Hintergrund: Gemäß § 175b Abs. 1 AO ist ein Steuerbescheid aufzuheben oder zu ändern, soweit von der mitteilungspflichtigen Stelle an die Finanzbehörden übermittelte Daten im Sinne des § 93c AO bei der Steuerfestsetzung nicht oder nicht zutreffend berücksichtigt wurden.
Sachverhalt: Die Kläger sind verheiratet und werden zur Einkommensteuer zusammenveranlagt. Neben weiteren Einkünften bezogen sie auch Renteneinkünfte, der Kläger unter anderem solche aus einer inländischen gesetzlichen Rentenversicherung.
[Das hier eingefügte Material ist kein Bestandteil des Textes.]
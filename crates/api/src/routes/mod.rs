pub mod health;
pub mod pages;

use axum::routing::{get, post};
use axum::Router;

use crate::handlers;
use crate::state::AppState;

/// Build the `/api/v1` route tree.
///
/// Route hierarchy:
///
/// ```text
/// /categories?scope=                          active categories (public)
/// /brands                                     active brands (public)
///
/// /markers?type=&category=&min_rating=&rating=  list (public)
/// /markers/{id}                               get (public), update (auth)
/// /markers/{id}/deactivate                    soft delete (POST, auth)
/// /places                                     create place (POST, auth)
/// /products                                   create product (POST, auth)
///
/// /markers/{id}/vote                          get, save (PUT), clear (DELETE)
/// /markers/{id}/vote/reactivate               restore cleared vote (POST)
/// /votes/mine                                 my active votes
///
/// /spotlight?last=                            random marker (public)
/// /geocode/reverse?lat=&lon=                  address lookup (auth)
/// ```
pub fn api_routes() -> Router<AppState> {
    Router::new()
        .route("/categories", get(handlers::categories::list_categories))
        .route("/brands", get(handlers::brands::list_brands))
        .route("/markers", get(handlers::markers::list_markers))
        .route(
            "/markers/{id}",
            get(handlers::markers::get_marker).put(handlers::markers::update_marker),
        )
        .route(
            "/markers/{id}/deactivate",
            post(handlers::markers::deactivate_marker),
        )
        .route("/places", post(handlers::markers::create_place))
        .route("/products", post(handlers::markers::create_product))
        .route(
            "/markers/{id}/vote",
            get(handlers::votes::get_my_vote)
                .put(handlers::votes::save_my_vote)
                .delete(handlers::votes::clear_my_vote),
        )
        .route(
            "/markers/{id}/vote/reactivate",
            post(handlers::votes::reactivate_my_vote),
        )
        .route("/votes/mine", get(handlers::votes::list_my_votes))
        .route("/spotlight", get(handlers::spotlight::pick_spotlight))
        .route("/geocode/reverse", get(handlers::geocode::reverse_geocode))
}
use std::net::SocketAddr;
use std::sync::Arc;
use std::time::Duration;

use tokio::sync::Notify;
use tracing_subscriber::{layer::SubscriberExt, util::SubscriberInitExt};

use tba_api::config::{ServerConfig, StoreBackend};
use tba_api::geocode::Geocoder;
use tba_api::router::build_app_router;
use tba_api::state::AppState;
use tba_db::{DynStore, MemoryStore, RestStore};

#[tokio::main]
async fn main() {
    dotenvy::dotenv().ok();

    // --- Tracing ---
    tracing_subscriber::registry()
        .with(
            tracing_subscriber::EnvFilter::try_from_default_env()
                .unwrap_or_else(|_| "tba_api=debug,tba_db=debug,tower_http=debug".into()),
        )
        .with(tracing_subscriber::fmt::layer())
        .init();

    // --- Configuration ---
    let config = ServerConfig::from_env();
    tracing::info!(host = %config.host, port = %config.port, "Loaded server configuration");

    // --- Row store ---
    let store = build_store(&config.store.backend);
    match tba_db::health_check(store.as_ref()).await {
        Ok(()) => tracing::info!("Row store health check passed"),
        // Pages still render their error states; keep serving.
        Err(e) => tracing::warn!(error = %e, "Row store health check failed"),
    }

    // --- Geocoder ---
    let geocoder = Geocoder::new(&config.geocode).expect("Failed to build geocoding client");

    // --- App state ---
    let state = AppState {
        store,
        config: Arc::new(config.clone()),
        geocoder: Arc::new(geocoder),
    };

    let app = build_app_router(state, &config);

    // --- Start server ---
    let addr = SocketAddr::new(
        config.host.parse().expect("Invalid HOST address"),
        config.port,
    );
    tracing::info!(%addr, "Starting server");

    let listener = tokio::net::TcpListener::bind(addr)
        .await
        .expect("Failed to bind to address");

    // In-flight requests get `shutdown_timeout_secs` to finish once a
    // signal arrives.
    let stopping = Arc::new(Notify::new());
    let signal = {
        let stopping = Arc::clone(&stopping);
        async move {
            shutdown_signal().await;
            stopping.notify_one();
        }
    };
    let server = axum::serve(listener, app).with_graceful_shutdown(signal);
    let drain_deadline = async {
        stopping.notified().await;
        tokio::time::sleep(Duration::from_secs(config.shutdown_timeout_secs)).await;
    };

    tokio::select! {
        result = async { server.await } => {
            result.expect("Server error");
            tracing::info!("Graceful shutdown complete");
        }
        () = drain_deadline => {
            tracing::warn!(
                timeout_secs = config.shutdown_timeout_secs,
                "Shutdown timeout elapsed, dropping open connections"
            );
        }
    }
}

/// Build the configured row store.
///
/// Panics at startup if a memory seed file cannot be read or parsed.
fn build_store(backend: &StoreBackend) -> DynStore {
    match backend {
        StoreBackend::Rest { base_url, anon_key } => {
            tracing::info!(%base_url, "Using hosted row store");
            Arc::new(RestStore::new(base_url, anon_key.clone()))
        }
        StoreBackend::Memory { seed_path: None } => {
            tracing::info!("Using empty in-memory row store");
            Arc::new(MemoryStore::catalog())
        }
        StoreBackend::Memory {
            seed_path: Some(path),
        } => {
            let raw = std::fs::read_to_string(path)
                .unwrap_or_else(|e| panic!("Failed to read MEMORY_SEED_PATH '{path}': {e}"));
            let seed: serde_json::Value = serde_json::from_str(&raw)
                .unwrap_or_else(|e| panic!("MEMORY_SEED_PATH '{path}' is not valid JSON: {e}"));
            let store = MemoryStore::catalog()
                .seeded(seed)
                .unwrap_or_else(|e| panic!("Invalid seed in '{path}': {e}"));
            tracing::info!(%path, "Using seeded in-memory row store");
            Arc::new(store)
        }
    }
}

/// Wait for a termination signal to initiate graceful shutdown.
///
/// Handles both SIGINT (Ctrl-C) and SIGTERM (on Unix).
async fn shutdown_signal() {
    let ctrl_c = async {
        tokio::signal::ctrl_c()
            .await
            .expect("Failed to install Ctrl-C handler");
    };

    #[cfg(unix)]
    let terminate = async {
        tokio::signal::unix::signal(tokio::signal::unix::SignalKind::terminate())
            .expect("Failed to install SIGTERM handler")
            .recv()
            .await;
    };

    #[cfg(not(unix))]
    let terminate = std::future::pending::<()>();

    tokio::select! {
        () = ctrl_c => {
            tracing::info!("Received SIGINT (Ctrl-C), starting graceful shutdown");
        }
        () = terminate => {
            tracing::info!("Received SIGTERM, starting graceful shutdown");
        }
    }
}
Diese Renteneinkünfte gaben die Kläger zutreffend in der gemeinsamen Einkommen-steuererklärung an. Im Rahmen der Veranlagung berücksichtigte das Finanzamt (FA) die Renteneinkünfte nicht, weil diesem hierzu im Zeitpunkt der Veranlagung noch keine elektronische Rentenbezugsmitteilung vorlag. Der Bescheid enthielt keinen Vorbehalt der Nachprüfung. Kurz darauf übermittelte der Rentenversicherungsträger die Informationen über die Bezüge des Klägers aus der Leibrente an das FA in elektronischer Form (Rentenbezugsmitteilung). Daraufhin änderte das FA den Einkommensteuerbescheid unter Berufung auf § 175b AO und unterwarf nunmehr auch die Renteneinkünfte des Klägers als sonstige Einkünfte der Besteuerung.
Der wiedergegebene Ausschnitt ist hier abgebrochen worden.